At the core of any technology-based company is its product or an array of products. The product is developed by a bunch of engineers when a group of smart individuals together identify an issue that can be solved with an offering that doesn’t exist in the market. The engineers, of course, are not alone in ideating and creating such products.
More often they are guided by product managers who have a vision of how the product should look, feel, behave – and eventually drive the revenue of the company. But wait, what does a product marketing manager do, then? While the product management vs product marketing confusion isn’t new, the whole idea behind roams around a simple question: “Who owns the customer experience?”
The answer to this question will define how the company sees the functions distributed among Product Managers and Product Marketing Managers. While a B2B organization will give more emphasis to their Product Managers to work with clients and deliver an experience that will ensure customer stickiness, a B2C organization may leverage more priorities with the Product Marketing Manager to drive engagement with end-users, which will provide more business.
But, we digress. Let’s take a step back and first understand how product management vs product marketing is traditionally defined and what roles do they perform.
Table of Contents
What is Product Management?
A tech company can be broken down into a set of products that it offers to its customers. Whether these customers are other businesses (B2B customers) or end-users (B2C customers), the product being offered is driven by a few things.
Firstly, the product is the first in trying to solve a known issue or solving it in a way that is more efficient than the competition. A Product Manager lays down the roadmap of the development for such products right from its conception, development, testing, and eventual roll-out.
What is Product Marketing?
You may have the world’s best product with you but it will be quite useless if your customer base is unaware of it. This is where the Product Marketing side comes in. They can tell the story of the product in the most effective manner while enabling the sales team of your organization with creative ideas to showcase the unique selling points of your product.
Let’s further break product management vs product marketing scenario down and understand the core differences.
The Spectrum of Work & Responsibilities
We can analyze the image above from the two ends. On one end are the engineers, who are creating the product using their skillset and on the other end are the customers who are buying the finished product.
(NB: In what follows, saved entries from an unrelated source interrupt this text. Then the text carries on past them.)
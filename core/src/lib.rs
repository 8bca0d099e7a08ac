//! A crate to share wallet cards with nearby devices over NFC.
//!
//! The pieces compose linearly: a [`CardSource`] lists the signed-in user's cards, a
//! [`ShareModal`] holds them while the share screen is open, and an
//! [`ExchangeController`] owns the reader session that writes the chosen card to a tag as
//! a single NDEF text record.

mod trace;

#[cfg(feature = "pcsc")]
pub mod pcsc;

pub mod card;
pub mod config;
pub mod controller;
pub mod error;
pub mod modal;
pub mod ndef;
pub mod reader;
pub mod source;
pub mod type4;

#[cfg(test)]
pub(crate) mod testing;

pub use card::{Card, CardType};
pub use config::Config;
pub use controller::{ExchangeController, Host, ShareOutcome, State};
pub use error::{Error, Result};
pub use modal::ShareModal;
pub use reader::{Reader, Tag};
pub use source::{Auth, CardSource, Document, DocumentStore};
But, on both ends, there is tactical work (or tasks) involved, while in the middle where there may be an overlap of tasks for the two groups states the reality.
Most of you will be able to pinpoint now how product management vs product marketing fits into this spectrum. However, let’s not leave anything to assumptions: the left side of tasks, where working with engineers is involved, is the task of a Product Manager. Whereas, the right-sided list of work activities are the purview of a Product Marketing Manager.
Now that we’ve broken it down to a simpler list of activities, let’s look at the finer points.
Distribution of Workload in the Spectrum
Let’s look at the two ends of the workload spectrum individually to gain a deeper understanding of the product management vs product marketing muddle.
On the Engineering side, a Product Manager typically builds a roadmap of how a product should solve certain issues, how the user experience should be, and then organizes the distribution of tasks within the engineering team.
Since working with developers usually involves more technical know-how as well as a clear understanding of the product’s capabilities, the Product Manager is the go-to individual to get a holistic understanding of how a product works precisely, what technology it relies on, and what potential functionality is possible for a future release.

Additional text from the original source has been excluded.